* Instructions for the task *
Search the data below for "LazyLock"; list each line that holds it.

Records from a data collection
————
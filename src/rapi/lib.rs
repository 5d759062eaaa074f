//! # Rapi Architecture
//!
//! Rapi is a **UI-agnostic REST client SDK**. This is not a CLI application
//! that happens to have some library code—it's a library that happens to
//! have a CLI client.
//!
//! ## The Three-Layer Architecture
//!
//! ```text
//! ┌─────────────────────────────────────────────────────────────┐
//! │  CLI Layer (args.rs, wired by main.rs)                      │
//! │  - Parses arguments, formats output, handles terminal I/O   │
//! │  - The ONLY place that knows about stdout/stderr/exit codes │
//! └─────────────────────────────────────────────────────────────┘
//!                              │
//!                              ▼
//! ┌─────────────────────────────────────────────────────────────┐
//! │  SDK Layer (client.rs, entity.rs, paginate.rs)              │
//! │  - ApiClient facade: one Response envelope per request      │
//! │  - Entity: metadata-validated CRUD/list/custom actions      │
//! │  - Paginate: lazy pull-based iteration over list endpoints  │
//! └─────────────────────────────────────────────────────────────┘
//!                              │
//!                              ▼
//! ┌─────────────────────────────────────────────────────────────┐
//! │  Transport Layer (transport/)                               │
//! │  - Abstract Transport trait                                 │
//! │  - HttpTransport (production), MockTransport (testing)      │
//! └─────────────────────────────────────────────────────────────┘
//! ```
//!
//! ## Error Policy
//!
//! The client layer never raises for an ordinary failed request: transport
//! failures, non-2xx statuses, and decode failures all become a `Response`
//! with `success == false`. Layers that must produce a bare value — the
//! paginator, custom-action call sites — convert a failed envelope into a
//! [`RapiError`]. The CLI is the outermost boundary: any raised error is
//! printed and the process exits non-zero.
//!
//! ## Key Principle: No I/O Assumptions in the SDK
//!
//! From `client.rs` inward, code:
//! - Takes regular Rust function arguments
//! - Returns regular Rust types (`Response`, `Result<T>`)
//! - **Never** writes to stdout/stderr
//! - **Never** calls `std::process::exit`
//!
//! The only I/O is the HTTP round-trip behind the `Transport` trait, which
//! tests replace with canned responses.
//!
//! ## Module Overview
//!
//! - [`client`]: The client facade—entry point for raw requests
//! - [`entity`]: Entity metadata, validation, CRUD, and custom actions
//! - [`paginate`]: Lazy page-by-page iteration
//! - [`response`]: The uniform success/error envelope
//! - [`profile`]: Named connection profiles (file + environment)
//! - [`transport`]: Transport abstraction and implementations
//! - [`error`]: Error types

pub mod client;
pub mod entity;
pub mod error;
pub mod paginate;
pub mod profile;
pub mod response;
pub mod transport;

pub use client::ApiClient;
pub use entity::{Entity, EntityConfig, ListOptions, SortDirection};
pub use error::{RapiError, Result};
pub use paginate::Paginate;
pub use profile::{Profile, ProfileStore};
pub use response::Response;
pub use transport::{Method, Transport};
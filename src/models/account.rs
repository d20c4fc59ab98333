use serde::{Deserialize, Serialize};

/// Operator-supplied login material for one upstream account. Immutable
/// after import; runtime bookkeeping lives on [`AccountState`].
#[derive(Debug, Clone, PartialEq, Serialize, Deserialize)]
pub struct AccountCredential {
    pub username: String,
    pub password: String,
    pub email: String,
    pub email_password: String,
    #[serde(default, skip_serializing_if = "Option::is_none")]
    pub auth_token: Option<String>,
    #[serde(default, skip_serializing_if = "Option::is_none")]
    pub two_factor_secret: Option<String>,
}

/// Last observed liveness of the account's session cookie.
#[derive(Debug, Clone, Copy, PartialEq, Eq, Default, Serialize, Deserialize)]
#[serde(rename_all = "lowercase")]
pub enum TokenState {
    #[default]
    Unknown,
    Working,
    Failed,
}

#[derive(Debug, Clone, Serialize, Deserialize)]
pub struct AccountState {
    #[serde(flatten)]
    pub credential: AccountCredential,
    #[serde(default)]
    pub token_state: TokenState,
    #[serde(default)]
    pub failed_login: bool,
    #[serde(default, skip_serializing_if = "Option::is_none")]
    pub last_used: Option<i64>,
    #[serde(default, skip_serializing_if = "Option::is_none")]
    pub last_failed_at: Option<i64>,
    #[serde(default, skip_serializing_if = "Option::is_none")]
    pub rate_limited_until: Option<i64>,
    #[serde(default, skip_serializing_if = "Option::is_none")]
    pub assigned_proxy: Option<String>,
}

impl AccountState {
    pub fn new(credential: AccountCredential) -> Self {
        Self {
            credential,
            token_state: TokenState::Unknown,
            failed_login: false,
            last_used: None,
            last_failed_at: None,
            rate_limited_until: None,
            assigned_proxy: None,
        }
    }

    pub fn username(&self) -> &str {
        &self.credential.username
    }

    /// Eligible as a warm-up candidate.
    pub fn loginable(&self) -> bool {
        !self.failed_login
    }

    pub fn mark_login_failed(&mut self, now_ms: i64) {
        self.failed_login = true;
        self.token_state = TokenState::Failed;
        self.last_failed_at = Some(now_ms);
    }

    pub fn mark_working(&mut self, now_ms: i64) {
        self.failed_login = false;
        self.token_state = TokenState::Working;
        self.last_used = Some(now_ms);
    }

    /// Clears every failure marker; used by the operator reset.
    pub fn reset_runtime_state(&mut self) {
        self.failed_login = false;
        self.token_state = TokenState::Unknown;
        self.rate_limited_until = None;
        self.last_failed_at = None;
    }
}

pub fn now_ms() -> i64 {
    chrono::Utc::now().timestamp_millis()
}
————
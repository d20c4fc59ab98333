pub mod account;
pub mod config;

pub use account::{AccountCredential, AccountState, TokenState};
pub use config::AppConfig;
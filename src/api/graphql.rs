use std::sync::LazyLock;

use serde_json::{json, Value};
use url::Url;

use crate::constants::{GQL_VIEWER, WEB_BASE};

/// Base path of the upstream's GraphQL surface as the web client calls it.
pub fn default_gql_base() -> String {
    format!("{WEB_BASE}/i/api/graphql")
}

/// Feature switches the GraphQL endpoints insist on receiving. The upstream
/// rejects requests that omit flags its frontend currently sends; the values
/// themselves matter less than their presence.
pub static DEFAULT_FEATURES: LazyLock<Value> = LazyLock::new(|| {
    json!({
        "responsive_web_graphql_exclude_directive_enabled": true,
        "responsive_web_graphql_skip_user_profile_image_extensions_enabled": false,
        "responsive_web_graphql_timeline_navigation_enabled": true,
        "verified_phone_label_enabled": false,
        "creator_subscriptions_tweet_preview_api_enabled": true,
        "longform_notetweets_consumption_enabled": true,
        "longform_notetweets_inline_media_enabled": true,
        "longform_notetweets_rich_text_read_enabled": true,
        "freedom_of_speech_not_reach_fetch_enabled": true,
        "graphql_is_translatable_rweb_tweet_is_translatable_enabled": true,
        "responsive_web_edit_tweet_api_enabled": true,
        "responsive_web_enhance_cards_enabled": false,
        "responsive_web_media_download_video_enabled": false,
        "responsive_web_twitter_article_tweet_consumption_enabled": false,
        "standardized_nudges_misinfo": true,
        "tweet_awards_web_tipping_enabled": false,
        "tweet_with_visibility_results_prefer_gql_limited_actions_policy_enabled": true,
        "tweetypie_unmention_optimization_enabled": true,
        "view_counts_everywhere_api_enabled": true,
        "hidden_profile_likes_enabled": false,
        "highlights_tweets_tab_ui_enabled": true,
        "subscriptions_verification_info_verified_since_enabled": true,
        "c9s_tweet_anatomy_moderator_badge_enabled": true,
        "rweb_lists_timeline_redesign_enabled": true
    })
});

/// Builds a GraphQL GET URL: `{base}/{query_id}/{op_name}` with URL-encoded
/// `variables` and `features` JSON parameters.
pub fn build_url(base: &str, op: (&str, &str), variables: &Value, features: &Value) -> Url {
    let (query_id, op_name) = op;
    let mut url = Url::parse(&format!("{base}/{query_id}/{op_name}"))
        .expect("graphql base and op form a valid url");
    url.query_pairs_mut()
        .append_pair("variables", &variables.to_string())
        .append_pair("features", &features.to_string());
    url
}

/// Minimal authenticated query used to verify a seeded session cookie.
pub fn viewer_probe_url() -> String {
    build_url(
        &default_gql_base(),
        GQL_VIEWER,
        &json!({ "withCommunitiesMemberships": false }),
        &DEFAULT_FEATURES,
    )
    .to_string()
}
————
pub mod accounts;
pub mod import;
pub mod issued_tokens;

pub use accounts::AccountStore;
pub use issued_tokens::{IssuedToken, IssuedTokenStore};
————
* Result of this exercise *
use std::sync::LazyLock;
pub static DEFAULT_FEATURES: LazyLock<Value> = LazyLock::new(|| {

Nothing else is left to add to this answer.